▸ **Stored items**
+ + + + + + +
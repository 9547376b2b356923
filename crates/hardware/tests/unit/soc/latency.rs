use lc3b_pipe_core::config::MemoryConfig;
use lc3b_pipe_core::soc::{AlwaysReady, CycleModulo, LatencyModel, MainMemory};
use lc3b_pipe_core::common::bits::Word;

use crate::common::mocks::latency::MockLatency;

#[test]
fn cycle_modulo_misses_on_multiples() {
    let mut model = CycleModulo::new(13);
    let misses: Vec<u64> = (0..40).filter(|c| !model.is_ready(*c)).collect();
    assert_eq!(misses, vec![0, 13, 26, 39]);
}

#[test]
fn zero_period_never_misses() {
    let mut model = CycleModulo::new(0);
    assert!((0..100).all(|c| model.is_ready(c)));
    assert!(AlwaysReady.is_ready(0));
}

#[test]
fn closures_are_latency_models() {
    let mut odd_only = |cycle: u64| cycle % 2 == 1;
    assert!(!odd_only.is_ready(0));
    assert!(odd_only.is_ready(1));
}

#[test]
fn memory_consults_port_model_with_cycle_count() {
    let mut icache = MockLatency::new();
    let _ = icache
        .expect_is_ready()
        .withf(|cycle| *cycle == 7)
        .times(1)
        .return_const(true);
    let mut dcache = MockLatency::new();
    let _ = dcache.expect_is_ready().never();

    let mut mem = MainMemory::with_latency(icache, dcache);
    assert!(mem.icache_access(Word::ZERO, 7).ready);
}

#[test]
fn config_periods_drive_the_default_models() {
    let mut mem = MainMemory::new(&MemoryConfig {
        icache_miss_period: 3,
        dcache_miss_period: 0,
    });
    assert!(!mem.icache_access(Word::ZERO, 3).ready);
    assert!(mem.icache_access(Word::ZERO, 4).ready);
}
//! Global Machine Constants.
//!
//! This module defines the fixed parameters of the LC-3b pipeline. It includes:
//! 1. **Memory Constants:** Memory size and the sentinel returned on a cache miss.
//! 2. **Register Constants:** Register file size and the link register.
//! 3. **Control Store Constants:** Row count and control-word width.

/// Number of 16-bit words in main memory.
pub const WORDS_IN_MEM: usize = 0x8000;

/// Word returned by either cache port while it is not ready.
pub const CACHE_MISS_WORD: u16 = 0xFEED;

/// Number of general-purpose registers.
pub const LC3B_REGS: usize = 8;

/// Register written with the return address by JSR, JSRR and TRAP.
pub const LINK_REGISTER: u64 = 7;

/// Number of rows in the control store.
pub const CONTROL_STORE_ROWS: usize = 64;

/// Width of one control-store word in bits.
pub const CONTROL_STORE_BITS: usize = 23;

/// Byte distance between sequential instructions.
pub const INSTRUCTION_BYTES: u64 = 2;

/// Cycle period of instruction-cache misses in the default latency model.
pub const ICACHE_MISS_PERIOD: u64 = 13;

/// Cycle period of data-cache misses in the default latency model.
pub const DCACHE_MISS_PERIOD: u64 = 9;
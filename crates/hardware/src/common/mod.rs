//! Common utilities and types used throughout the LC-3b pipeline simulator.
//!
//! This module provides the building blocks shared by every other component. It includes:
//! 1. **Bit Containers:** Fixed-width values with checked sub-ranges and wrapping arithmetic.
//! 2. **Constants:** Memory, register-file, and control-store dimensions.
//! 3. **Error Handling:** Fatal configuration errors and bit-container failures.
//! 4. **Register Management:** The eight-entry general-purpose register file.

/// Fixed-width bit containers.
pub mod bits;

/// Machine-wide constants.
pub mod constants;

/// Error types.
pub mod error;

/// Register file implementation.
pub mod reg;

pub use bits::{Bit, Bits, Bits2, Bits3, Bits6, Bits8, ToNative, Word};
pub use error::{BitsError, FileKind, Result, SimError};
pub use reg::RegisterFile;
//! Configuration system for the LC-3b pipeline simulator.
//!
//! This module defines the configuration structures used to parameterize the
//! simulator. It provides:
//! 1. **Defaults:** Baseline constants (miss periods, history depth).
//! 2. **Structures:** Hierarchical config for general, memory, and microcode settings.
//! 3. **Loading:** Deserialization from a JSON document or file.
//!
//! Every field has a default, so `{}` is a valid document and the CLI runs with
//! `Config::default()` unless a file is given.

use std::fs;
use std::path::Path;

use serde::Deserialize;

use crate::common::constants::{DCACHE_MISS_PERIOD, ICACHE_MISS_PERIOD};
use crate::common::error::{FileKind, Result, SimError};

/// Default configuration constants for the simulator.
mod defaults {
    /// Number of retired instruction records kept for the timing diagram.
    pub const HISTORY_LIMIT: usize = 1024;
}

/// Root configuration structure containing all simulator settings.
///
/// # Examples
///
/// Creating a default configuration:
///
/// ```
/// use lc3b_pipe_core::config::Config;
///
/// let config = Config::default();
/// assert!(!config.general.trace_instructions);
/// assert_eq!(config.memory.icache_miss_period, 13);
/// ```
///
/// Deserializing from JSON:
///
/// ```
/// use lc3b_pipe_core::config::Config;
///
/// let json = r#"{
///     "general": { "trace_instructions": true, "max_cycles": 5000 },
///     "memory": { "icache_miss_period": 0, "dcache_miss_period": 4 },
///     "microcode": { "allow_comments": true }
/// }"#;
///
/// let config = Config::from_json(json).unwrap();
/// assert!(config.general.trace_instructions);
/// assert_eq!(config.general.max_cycles, Some(5000));
/// assert_eq!(config.memory.dcache_miss_period, 4);
/// assert!(config.microcode.allow_comments);
/// assert!(!config.microcode.ignore_whitespace);
/// ```
#[derive(Debug, Clone, Default, Deserialize, PartialEq, Eq)]
pub struct Config {
    /// General simulation settings
    #[serde(default)]
    pub general: GeneralConfig,
    /// Memory latency model
    #[serde(default)]
    pub memory: MemoryConfig,
    /// Microcode file syntax
    #[serde(default)]
    pub microcode: MicrocodeConfig,
}

impl Config {
    /// Parses a configuration from a JSON string.
    ///
    /// # Errors
    ///
    /// Returns [`SimError::Config`] when the document is malformed.
    pub fn from_json(json: &str) -> Result<Self> {
        Ok(serde_json::from_str(json)?)
    }

    /// Reads and parses a JSON configuration file.
    ///
    /// # Errors
    ///
    /// Returns [`SimError::Io`] when the file cannot be read and
    /// [`SimError::Config`] when it is malformed.
    pub fn from_file(path: impl AsRef<Path>) -> Result<Self> {
        let path = path.as_ref();
        let text = fs::read_to_string(path).map_err(|source| SimError::Io {
            kind: FileKind::Config,
            path: path.to_path_buf(),
            source,
        })?;
        Self::from_json(&text)
    }
}

/// General simulation settings and options.
#[derive(Debug, Clone, Deserialize, PartialEq, Eq)]
pub struct GeneralConfig {
    /// Emit a `trace`-level event per stage per cycle.
    #[serde(default)]
    pub trace_instructions: bool,

    /// Upper bound on cycles executed by one `run_to_halt` call.
    #[serde(default)]
    pub max_cycles: Option<u64>,

    /// Retired records kept for the timing diagram before the oldest are dropped.
    #[serde(default = "GeneralConfig::default_history_limit")]
    pub history_limit: usize,
}

impl GeneralConfig {
    fn default_history_limit() -> usize {
        defaults::HISTORY_LIMIT
    }
}

impl Default for GeneralConfig {
    fn default() -> Self {
        Self {
            trace_instructions: false,
            max_cycles: None,
            history_limit: defaults::HISTORY_LIMIT,
        }
    }
}

/// Cache-port latency configuration.
///
/// Each port misses on every cycle that is a multiple of its period.
#[derive(Debug, Clone, Copy, Deserialize, PartialEq, Eq)]
pub struct MemoryConfig {
    /// Instruction-port miss period; 0 disables misses.
    #[serde(default = "MemoryConfig::default_icache_miss_period")]
    pub icache_miss_period: u64,

    /// Data-port miss period; 0 disables misses.
    #[serde(default = "MemoryConfig::default_dcache_miss_period")]
    pub dcache_miss_period: u64,
}

impl MemoryConfig {
    fn default_icache_miss_period() -> u64 {
        ICACHE_MISS_PERIOD
    }

    fn default_dcache_miss_period() -> u64 {
        DCACHE_MISS_PERIOD
    }
}

impl Default for MemoryConfig {
    fn default() -> Self {
        Self {
            icache_miss_period: ICACHE_MISS_PERIOD,
            dcache_miss_period: DCACHE_MISS_PERIOD,
        }
    }
}

/// Microcode file syntax options.
///
/// The strict default expects exactly one row of `0`/`1` characters per line.
#[derive(Debug, Clone, Copy, Default, Deserialize, PartialEq, Eq)]
pub struct MicrocodeConfig {
    /// Treat `#` as the start of a comment and skip blank lines.
    #[serde(default)]
    pub allow_comments: bool,

    /// Skip spaces and tabs inside a row.
    #[serde(default)]
    pub ignore_whitespace: bool,
}
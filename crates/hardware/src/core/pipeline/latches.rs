//! Pipeline latch structures for inter-stage communication.
//!
//! This module defines what is carried across the four stage boundaries of the
//! LC-3b pipeline: Fetch → Decode → AGEX → Memory → Store.
//!
//! 1. **Instruction Flow:** An [`InstructionRecord`] holds the datapath values of one
//!    dynamic instruction and is copied, not shared, from latch to latch.
//! 2. **Control Narrowing:** Each latch carries the control slice its consumers still need.
//! 3. **Double Buffering:** [`PipeState`] is one complete set of latches; the pipeline keeps
//!    a current and a next copy and swaps them on every clock edge.

use crate::common::bits::{Bits3, Word};
use crate::core::pipeline::history::TraceId;
use crate::core::pipeline::signals::{AgexControlSignals, MemoryControlSignals, StoreControlSignals};

/// Datapath values of one in-flight instruction.
///
/// Fields are filled in as the instruction advances: Fetch sets `ir`, `pc` and `npc`,
/// Decode adds `sr1`, `sr2`, `cc` and `drid`, AGEX adds `address` and `alu_result`,
/// and Memory adds `data`.
#[derive(Clone, Copy, Debug, Default, PartialEq, Eq)]
pub struct InstructionRecord {
    /// Diagnostic handle into the trace arena; ignored by the datapath.
    pub trace: Option<TraceId>,
    /// Instruction word.
    pub ir: Word,
    /// Fetch address.
    pub pc: Word,
    /// Address of the next sequential instruction.
    pub npc: Word,
    /// First source operand value.
    pub sr1: Word,
    /// Second source operand value.
    pub sr2: Word,
    /// Condition codes captured in Decode, `n` in bit 2.
    pub cc: Bits3,
    /// Destination register id.
    pub drid: Bits3,
    /// ALU or shifter result.
    pub alu_result: Word,
    /// Computed memory or control-flow address.
    pub address: Word,
    /// Loaded data, or the trap target for a trap.
    pub data: Word,
}

/// One pipeline register: an occupant, its valid bit, and its control slice.
///
/// An empty or invalid latch is a bubble.
#[derive(Clone, Copy, Debug, Default, PartialEq, Eq)]
pub struct Latch<C> {
    /// Valid bit.
    pub valid: bool,
    /// The occupant, if any.
    pub instr: Option<InstructionRecord>,
    /// Control fields for the consuming stage.
    pub cs: C,
}

impl<C: Default> Latch<C> {
    /// An empty, invalid latch.
    pub fn bubble() -> Self {
        Self {
            valid: false,
            instr: None,
            cs: C::default(),
        }
    }

    /// The occupant when it is valid.
    pub fn live(&self) -> Option<&InstructionRecord> {
        self.instr.as_ref().filter(|_| self.valid)
    }
}

/// Decode-input latch. Control comes from the control store in Decode itself.
pub type DecodeLatch = Latch<()>;
/// AGEX-input latch.
pub type AgexLatch = Latch<AgexControlSignals>;
/// Memory-input latch.
pub type MemoryLatch = Latch<MemoryControlSignals>;
/// Store-input latch.
pub type StoreLatch = Latch<StoreControlSignals>;

/// A full set of latches, one per stage boundary.
#[derive(Clone, Copy, Debug, Default, PartialEq, Eq)]
pub struct PipeState {
    /// Fetch → Decode.
    pub decode: DecodeLatch,
    /// Decode → AGEX.
    pub agex: AgexLatch,
    /// AGEX → Memory.
    pub memory: MemoryLatch,
    /// Memory → Store.
    pub store: StoreLatch,
}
+ + + + + + +
▸ **Problem requirements**
If a line of the data holds the string "source", count it. Then state the total and nothing more.

▸ **Finished exercise**
4